Mi escritorio siempre ha sido viejo. Tiene numerosos garabatos hechos con la aguja de acero de un compás: nombres de novias de mi infancia con corazones, grafitis, infructuosas quemaduras de cerillas, clavos y tornillos aflojados… Cuando yo nací ya estaba en mi habitación, lo heredé de mi hermano. Cuando era pequeño sus dimensiones me venían grandes. Ahora me resulta demasiado estrecho, mis rodillas golpean con los libros de las baldas que hay su interior; apenas caben el portátil y un cuaderno. Quién le iba a decir este escritorio que tanto ha albergado —¿qué libros serían los primeros que sostuvo? No lo sé. En cambio si sé qué clase de drogas se han guardado en estos cajones— que me iba a ver aquí, desde que comencé a aprender a leer hasta ahora, todo un ciclo lleno de curvas vertiginosas e inauditas. Ahora que lo pienso, estoy seguro de que mi viejo escritorio es mi mejor confidente… ha sido una constante, siempre ha estado ahí, mudo, presenciando toda mi vida que ahora veo pasar a gran velocidad y con fogonazos, algunos de los cuales me abochornan.
Tengo que configurar este blog y no sé qué apariencia darle. No sé cómo titularlo, no sé qué imagen poner de fondo, no sé qué dirección web otorgarle. Bueno, quizá deba retrotraerme a cuestiones más elementales: ¿Está desfasado escribir en blogger? O, aún más: ¿cómo coño he llegado hasta aquí? Acciono la palanca de mi silla, me molestan las rodillas golpeando contra el bajo del cajón por arriba, y contra el lomo de los libros que sostienen las baldas.

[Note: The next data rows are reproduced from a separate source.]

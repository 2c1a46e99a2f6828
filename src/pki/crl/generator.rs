use std::sync::Arc;
use std::time::Duration as StdDuration;

use chrono::{SubsecRound, Utc};
use dashmap::DashMap;
use tokio::sync::Mutex;
use tokio::time::timeout;
use tracing::{debug, info, warn};

use crate::crypto;

use super::content::CrlContentBuilder;
use super::errors::{CrlError, CrlResult};
use super::partition::derive_extensions;
use super::ports::{
    CaRegistry, CertificateStore, CrlCommit, CrlExtensions, CrlSigningRequest, CrlStore,
    SigningEngine, UnitOfWork,
};
use super::publisher::PublisherEnqueuer;
use super::types::{ArtifactType, CaConfig, CaId, CaStatus, CrlDescriptor};

/// Default bound on one signing call
pub const DEFAULT_SIGNING_TIMEOUT: StdDuration = StdDuration::from_secs(30);

/// The collaborators a CRL generator is wired with
#[derive(Clone)]
pub struct CrlPorts {
    pub registry: Arc<dyn CaRegistry>,
    pub certificates: Arc<dyn CertificateStore>,
    pub crls: Arc<dyn CrlStore>,
    pub signer: Arc<dyn SigningEngine>,
    pub unit_of_work: Arc<dyn UnitOfWork>,
}

type PartitionKey = (String, u32);

/// Numbers, signs and commits CRLs.
///
/// Generation for one (issuer, partition) is serialized, so two callers can
/// never read the same previous number and issue the same next one.
pub struct CrlGenerator {
    registry: Arc<dyn CaRegistry>,
    crls: Arc<dyn CrlStore>,
    content: CrlContentBuilder,
    signer: Arc<dyn SigningEngine>,
    unit_of_work: Arc<dyn UnitOfWork>,
    locks: DashMap<PartitionKey, Arc<Mutex<()>>>,
    signing_timeout: StdDuration,
}

impl CrlGenerator {
    pub fn new(ports: CrlPorts) -> Self {
        Self {
            registry: ports.registry,
            crls: ports.crls,
            content: CrlContentBuilder::new(ports.certificates),
            signer: ports.signer,
            unit_of_work: ports.unit_of_work,
            locks: DashMap::new(),
            signing_timeout: DEFAULT_SIGNING_TIMEOUT,
        }
    }

    pub fn with_signing_timeout(mut self, signing_timeout: StdDuration) -> Self {
        self.signing_timeout = signing_timeout;
        self
    }

    pub fn registry(&self) -> &Arc<dyn CaRegistry> {
        &self.registry
    }

    pub fn crl_store(&self) -> &Arc<dyn CrlStore> {
        &self.crls
    }

    /// Resolve a CA through the registry
    pub async fn resolve_ca(&self, ca_id: CaId) -> CrlResult<CaConfig> {
        self.registry
            .get_ca(ca_id)
            .await
            .map_err(CrlError::store(ca_id))?
            .ok_or(CrlError::CaNotFound { ca_id })
    }

    /// Generate a CRL for a CA looked up by id
    pub async fn generate_for(
        &self,
        ca_id: CaId,
        partition_index: u32,
        is_delta: bool,
    ) -> CrlResult<CrlDescriptor> {
        let ca = self.resolve_ca(ca_id).await?;
        self.generate(&ca, partition_index, is_delta).await
    }

    fn lock_for(&self, issuer_dn: &str, partition_index: u32) -> Arc<Mutex<()>> {
        self.locks
            .entry((issuer_dn.to_string(), partition_index))
            .or_default()
            .clone()
    }

    fn check(&self, ca: &CaConfig, is_delta: bool) -> CrlResult<()> {
        let ca_id = ca.ca_id;
        if ca.status == CaStatus::Offline {
            return Err(CrlError::TokenOffline { ca_id });
        }
        ca.check_periods()
            .map_err(|reason| CrlError::InvalidConfiguration { ca_id, reason })?;
        if is_delta && !ca.deltas_enabled() {
            return Err(CrlError::InvalidConfiguration {
                ca_id,
                reason: "delta CRLs are disabled".to_string(),
            });
        }
        Ok(())
    }

    async fn last_crls(
        &self,
        ca: &CaConfig,
        partition_index: u32,
    ) -> CrlResult<(Option<CrlDescriptor>, Option<CrlDescriptor>)> {
        let last_base = self
            .crls
            .get_last_crl(&ca.issuer_dn, partition_index, false)
            .await
            .map_err(CrlError::store(ca.ca_id))?;
        let last_delta = self
            .crls
            .get_last_crl(&ca.issuer_dn, partition_index, true)
            .await
            .map_err(CrlError::store(ca.ca_id))?;
        Ok((last_base, last_delta))
    }

    /// Generate, sign and commit one base or delta CRL.
    ///
    /// Nothing becomes visible unless the whole unit commits: a failed signing
    /// call leaves the stores untouched.
    pub async fn generate(
        &self,
        ca: &CaConfig,
        partition_index: u32,
        is_delta: bool,
    ) -> CrlResult<CrlDescriptor> {
        self.check(ca, is_delta)?;

        let lock = self.lock_for(&ca.issuer_dn, partition_index);
        let _guard = lock.lock().await;

        let (last_base, last_delta) = self.last_crls(ca, partition_index).await?;
        self.issue(ca, partition_index, is_delta, last_base, last_delta)
            .await
    }

    /// Generate a CRL only if `due` accepts the latest base and delta CRLs.
    ///
    /// The check runs under the partition lock, so concurrent sweeps agree on
    /// whether a CRL is still needed.
    pub async fn generate_if_due<F>(
        &self,
        ca: &CaConfig,
        partition_index: u32,
        is_delta: bool,
        due: F,
    ) -> CrlResult<Option<CrlDescriptor>>
    where
        F: FnOnce(Option<&CrlDescriptor>, Option<&CrlDescriptor>) -> bool + Send,
    {
        self.check(ca, is_delta)?;

        let lock = self.lock_for(&ca.issuer_dn, partition_index);
        let _guard = lock.lock().await;

        let (last_base, last_delta) = self.last_crls(ca, partition_index).await?;
        if !due(last_base.as_ref(), last_delta.as_ref()) {
            return Ok(None);
        }
        self.issue(ca, partition_index, is_delta, last_base, last_delta)
            .await
            .map(Some)
    }

    async fn issue(
        &self,
        ca: &CaConfig,
        partition_index: u32,
        is_delta: bool,
        last_base: Option<CrlDescriptor>,
        last_delta: Option<CrlDescriptor>,
    ) -> CrlResult<CrlDescriptor> {
        let ca_id = ca.ca_id;
        let base = match (is_delta, last_base.as_ref()) {
            (false, _) => None,
            (true, Some(base)) => Some(base),
            (true, None) => {
                return Err(CrlError::NoBaseCrl {
                    ca_id,
                    partition_index,
                });
            }
        };

        // DER times carry whole seconds
        let now = Utc::now().trunc_subsecs(0);
        let content = self
            .content
            .select_content(
                ca,
                partition_index,
                is_delta,
                base.map(|b| b.create_date),
                now,
            )
            .await?;

        let crl_number = 1 + last_base
            .iter()
            .chain(last_delta.iter())
            .map(|crl| crl.crl_number)
            .max()
            .unwrap_or(0);
        let base_crl_number = base.map(|b| b.crl_number);

        let uris = derive_extensions(
            &ca.default_crl_dist_point,
            &ca.ca_defined_freshest_crl,
            partition_index,
        )
        .map_err(|reason| CrlError::InvalidConfiguration { ca_id, reason })?;
        let extensions = CrlExtensions {
            issuing_distribution_point: uris.distribution_points,
            issuing_distribution_point_critical: ca.crl_distribution_point_on_crl_critical,
            // A delta must not point at a fresher CRL than itself
            freshest_crl: if is_delta {
                Vec::new()
            } else {
                uris.freshest_crl
            },
        };

        let validity = if is_delta {
            ca.delta_crl_period
        } else {
            ca.crl_period
        };
        let expire_date = now
            .checked_add_signed(validity)
            .ok_or_else(|| CrlError::InvalidConfiguration {
                ca_id,
                reason: format!("{} CRL validity {validity} is out of range", kind(is_delta)),
            })?;
        let request = CrlSigningRequest {
            ca_id,
            issuer_dn: ca.issuer_dn.clone(),
            entries: content.entries(),
            crl_number,
            base_crl_number,
            this_update: now,
            next_update: expire_date,
            extensions,
        };

        debug!(
            "Signing {} CRL #{} for CA {} partition {}",
            kind(is_delta),
            crl_number,
            ca_id,
            partition_index
        );
        let der_bytes = timeout(self.signing_timeout, self.signer.sign(request))
            .await
            .map_err(|_| {
                warn!(
                    "Signing CRL for CA {} timed out after {:?}",
                    ca_id, self.signing_timeout
                );
                CrlError::SigningError {
                    ca_id,
                    cause: format!("timed out after {:?}", self.signing_timeout),
                }
            })?
            .map_err(CrlError::signing(ca_id))?;

        let fingerprint = crypto::fingerprint(&der_bytes);
        let descriptor = CrlDescriptor {
            issuer_dn: ca.issuer_dn.clone(),
            partition_index,
            is_delta,
            crl_number,
            base_crl_number,
            create_date: now,
            expire_date,
            fingerprint: fingerprint.clone(),
            der_bytes,
        };
        let queue_entries =
            PublisherEnqueuer::plan(&fingerprint, ArtifactType::Crl, &ca.crl_publishers);
        let published = queue_entries.len();
        let entries = content.certificates.len();

        self.unit_of_work
            .commit(CrlCommit {
                descriptor: descriptor.clone(),
                mutations: content.mutations,
                queue_entries,
            })
            .await
            .map_err(CrlError::store(ca_id))?;

        info!(
            "Issued {} CRL #{} for CA {} partition {} with {} entries, queued for {} publishers",
            kind(is_delta),
            crl_number,
            ca_id,
            partition_index,
            entries,
            published
        );
        Ok(descriptor)
    }
}

fn kind(is_delta: bool) -> &'static str {
    if is_delta { "delta" } else { "base" }
}
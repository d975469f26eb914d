use std::sync::{Mutex, MutexGuard, PoisonError, RwLock};
use thiserror::Error;
use log::{info, warn};

use super::block::{Block, BlockHash};
use super::crypto::Address;
use super::pow::{self, MINING_DIFFICULTY};
use super::transaction::{Submission, Transaction, TransactionError};

/// Reward credited to the miner for each block
pub const MINING_REWARD: f64 = 1.0;

/// Errors that can occur during blockchain operations
#[derive(Debug, Error)]
pub enum BlockchainError {
    #[error("Transaction error: {0}")]
    TransactionError(#[from] TransactionError),

    #[error("Invalid chain: {0}")]
    InvalidChain(String),

    #[error("Chain must contain a genesis block")]
    EmptyChain,

    #[error("System error: {0}")]
    SystemError(String),
}

/// Proof-of-work parameters of a ledger
#[derive(Debug, Clone, Copy, PartialEq)]
pub struct MiningSettings {
    /// Leading hex zeros required in a block hash
    pub difficulty: usize,

    /// Amount credited to the node's address per mined block
    pub reward: f64,
}

impl Default for MiningSettings {
    fn default() -> Self {
        MiningSettings {
            difficulty: MINING_DIFFICULTY,
            reward: MINING_REWARD,
        }
    }
}

/// Checks linkage and proof of work for every consecutive pair of blocks.
///
/// Chains of zero or one block are valid. The genesis block itself is not
/// checked against the puzzle.
pub fn validate_chain(chain: &[Block], difficulty: usize) -> Result<(), BlockchainError> {
    for (index, pair) in chain.windows(2).enumerate() {
        let (previous, current) = (&pair[0], &pair[1]);

        if current.previous_hash != previous.hash() {
            return Err(BlockchainError::InvalidChain(format!(
                "block {} does not link to block {}",
                index + 1,
                index
            )));
        }

        if !pow::valid_proof(current.nonce, &current.previous_hash, &current.transactions, difficulty) {
            return Err(BlockchainError::InvalidChain(format!(
                "block {} has an invalid proof of work (nonce {})",
                index + 1,
                current.nonce
            )));
        }
    }

    Ok(())
}

/// Net amount held by `address` across every committed transaction
pub fn calculate_total_amount(chain: &[Block], address: &Address) -> f64 {
    let mut total = 0.0;

    for transaction in chain.iter().flat_map(|block| block.transactions.iter()) {
        if transaction.recipient == *address {
            total += transaction.value;
        }
        if transaction.sender == *address {
            total -= transaction.value;
        }
    }

    total
}

/// Chain and pool, always locked together
#[derive(Debug)]
struct LedgerState {
    chain: Vec<Block>,
    transaction_pool: Vec<Transaction>,
}

impl LedgerState {
    fn last_block(&self) -> &Block {
        self.chain.last().expect("ledger chain always holds a genesis block")
    }

    fn append_block(&mut self, nonce: u64, previous_hash: BlockHash, transactions: Vec<Transaction>) -> Block {
        let block = Block::new(nonce, previous_hash, transactions);
        self.chain.push(block.clone());
        self.transaction_pool.clear();
        block
    }
}

/// The node's ledger: one chain, one transaction pool, the node's own
/// address and its known neighbours.
#[derive(Debug)]
pub struct Blockchain {
    /// Chain and pending transactions
    state: Mutex<LedgerState>,

    /// Peer addresses (`host:port`), replaced wholesale on refresh
    neighbours: RwLock<Vec<String>>,

    /// Where mining rewards accrue
    address: Address,

    settings: MiningSettings,
}

impl Blockchain {
    /// Creates a ledger holding only a fresh genesis block
    pub fn new(address: Address, settings: MiningSettings) -> Self {
        Blockchain {
            state: Mutex::new(LedgerState {
                chain: vec![Block::genesis()],
                transaction_pool: Vec::new(),
            }),
            neighbours: RwLock::new(Vec::new()),
            address,
            settings,
        }
    }

    /// Creates a ledger starting from an existing chain
    ///
    /// # Errors
    ///
    /// `EmptyChain` without a genesis block, `InvalidChain` if the chain
    /// fails validation at this ledger's difficulty.
    pub fn with_chain(address: Address, settings: MiningSettings, chain: Vec<Block>) -> Result<Self, BlockchainError> {
        if chain.is_empty() {
            return Err(BlockchainError::EmptyChain);
        }
        validate_chain(&chain, settings.difficulty)?;

        let blockchain = Self::new(address, settings);
        blockchain.state().chain = chain;
        Ok(blockchain)
    }

    fn state(&self) -> MutexGuard<'_, LedgerState> {
        self.state.lock().unwrap_or_else(PoisonError::into_inner)
    }

    pub fn address(&self) -> &Address {
        &self.address
    }

    pub fn settings(&self) -> MiningSettings {
        self.settings
    }

    pub fn chain(&self) -> Vec<Block> {
        self.state().chain.clone()
    }

    pub fn chain_len(&self) -> usize {
        self.state().chain.len()
    }

    pub fn last_block(&self) -> Block {
        self.state().last_block().clone()
    }

    pub fn transaction_pool(&self) -> Vec<Transaction> {
        self.state().transaction_pool.clone()
    }

    pub fn clear_transaction_pool(&self) {
        self.state().transaction_pool.clear();
    }

    pub fn neighbours(&self) -> Vec<String> {
        self.neighbours
            .read()
            .unwrap_or_else(PoisonError::into_inner)
            .clone()
    }

    pub fn set_neighbours(&self, neighbours: Vec<String>) {
        *self.neighbours.write().unwrap_or_else(PoisonError::into_inner) = neighbours;
    }

    /// Admits a transaction to the pool.
    ///
    /// Rewards are appended unconditionally. Transfers are checked in order:
    /// signature over the transaction digest, ownership of the sender address
    /// by the signing key, a positive amount, then the sender's committed
    /// balance. A rejected transaction leaves the pool untouched.
    pub fn add_transaction(&self, submission: Submission) -> Result<(), BlockchainError> {
        let result = self.admit(submission);

        if let Err(err) = &result {
            warn!("Rejected transaction: {}", err);
        }

        result
    }

    fn admit(&self, submission: Submission) -> Result<(), BlockchainError> {
        let (transaction, public_key, signature) = match submission {
            Submission::Reward { recipient, value } => {
                self.state().transaction_pool.push(Transaction::reward(recipient, value));
                return Ok(());
            }
            Submission::Transfer {
                transaction,
                public_key,
                signature,
            } => (transaction, public_key, signature),
        };

        if !transaction.verify(&public_key, &signature) {
            return Err(TransactionError::InvalidSignature.into());
        }

        if Address::from_public_key(&public_key) != transaction.sender {
            return Err(TransactionError::SenderKeyMismatch(transaction.sender).into());
        }

        if !transaction.value.is_finite() || transaction.value <= 0.0 {
            return Err(TransactionError::InvalidAmount(format!(
                "Amount must be positive: {}",
                transaction.value
            ))
            .into());
        }

        let mut state = self.state();
        let available = calculate_total_amount(&state.chain, &transaction.sender);
        if available < transaction.value {
            return Err(TransactionError::InsufficientBalance {
                required: transaction.value,
                available,
            }
            .into());
        }

        state.transaction_pool.push(transaction);
        Ok(())
    }

    /// Seals the current pool into a block with the given proof and clears the pool
    pub fn create_block(&self, nonce: u64, previous_hash: BlockHash) -> Block {
        let mut state = self.state();
        let transactions = std::mem::take(&mut state.transaction_pool);
        state.append_block(nonce, previous_hash, transactions)
    }

    /// Finds a nonce for the current pool on top of the current last block
    pub fn proof_of_work(&self) -> u64 {
        let state = self.state();
        let previous_hash = state.last_block().hash();
        pow::find_nonce(&previous_hash, &state.transaction_pool, self.settings.difficulty)
    }

    /// Mines a block: credits the reward, searches a nonce over a snapshot of
    /// the pool, appends the block and clears the pool.
    ///
    /// The ledger lock is held for the whole search, so other ledger calls
    /// wait until mining finishes.
    pub fn mine(&self) -> Block {
        let mut state = self.state();

        state
            .transaction_pool
            .push(Transaction::reward(self.address.clone(), self.settings.reward));

        let transactions = state.transaction_pool.clone();
        let previous_hash = state.last_block().hash();
        let nonce = pow::find_nonce(&previous_hash, &transactions, self.settings.difficulty);
        let block = state.append_block(nonce, previous_hash, transactions);

        info!(
            "action=mining, status=success, height={}, nonce={}, transactions={}",
            state.chain.len() - 1,
            nonce,
            block.transactions.len()
        );

        block
    }

    /// Balance of `address` over committed blocks; pending transactions do not count
    pub fn balance_of(&self, address: &Address) -> f64 {
        calculate_total_amount(&self.state().chain, address)
    }

    /// Validates an arbitrary chain at this ledger's difficulty
    pub fn is_valid_chain(&self, chain: &[Block]) -> bool {
        validate_chain(chain, self.settings.difficulty).is_ok()
    }

    /// Validates the ledger's own chain
    pub fn is_valid(&self) -> bool {
        let chain = self.chain();
        self.is_valid_chain(&chain)
    }

    /// Replaces the chain with whatever `select` returns, atomically.
    ///
    /// `select` sees the current chain under the ledger lock, so a decision
    /// based on its length cannot race with mining. The pool is left as is.
    pub fn replace_chain_with<F>(&self, select: F) -> bool
    where
        F: FnOnce(&[Block]) -> Option<Vec<Block>>,
    {
        let mut state = self.state();

        match select(&state.chain) {
            Some(chain) if !chain.is_empty() => {
                state.chain = chain;
                true
            }
            _ => false,
        }
    }
}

Sinceramente, no sé cuáles son mis pretensiones, la verdad. ¿Qué intenciones puede tener uno cuando escribe un blog? Se escriben blogs para hacer reseñas sobre obras, para escribir un diario, para dar su opinión sobre ciertos asuntos… no sé, temas que resultan escabrosos e inútiles para mí. Me veo incapaz de realizar cualquiera de esas labores. No creo que sirva para nada de eso. Yo solo sé divagar; si acaso, como dice Sándor Márai, responder con mi vida entera a las preguntas más importantes. Dime tú para qué sirve eso… en fin, qué más da.
Quizá vuelva por aquí. «O no», creo oír al fondo del trastero, pero no, es mi padre, que ya va a regar el huerto. Iré a echarle una mano. Ocurra lo que ocurra, seguro que lo haré desde este castillo que es mi viejo escritorio.